> _Exercise objective_
What lines below include the string "deadline"? Pick them out and copy them.

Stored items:

::::

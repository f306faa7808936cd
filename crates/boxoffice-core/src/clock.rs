//! Time source for deadline rules.
//!
//! Everything that compares against "now" goes through a `Clock` so tests can
//! pin or advance time.

use chrono::{DateTime, Utc};

/// Source of the current time.
pub trait Clock: Send + Sync {
    /// Returns the current time.
    fn now(&self) -> DateTime<Utc>;

    /// Returns `true` once `deadline` lies strictly in the past.
    ///
    /// A deadline equal to `now` has not passed yet.
    fn has_passed(&self, deadline: DateTime<Utc>) -> bool {
        self.now() > deadline
    }
}

/// Wall-clock time from the operating system.
#[derive(Debug, Clone, Copy, Default)]
pub struct SystemClock;

impl Clock for SystemClock {
    fn now(&self) -> DateTime<Utc> {
        Utc::now()
    }
}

::::

> _Your solution_
//! Time source for deadline rules.
    /// Returns `true` once `deadline` lies strictly in the past.
    /// A deadline equal to `now` has not passed yet.
    fn has_passed(&self, deadline: DateTime<Utc>) -> bool {
        self.now() > deadline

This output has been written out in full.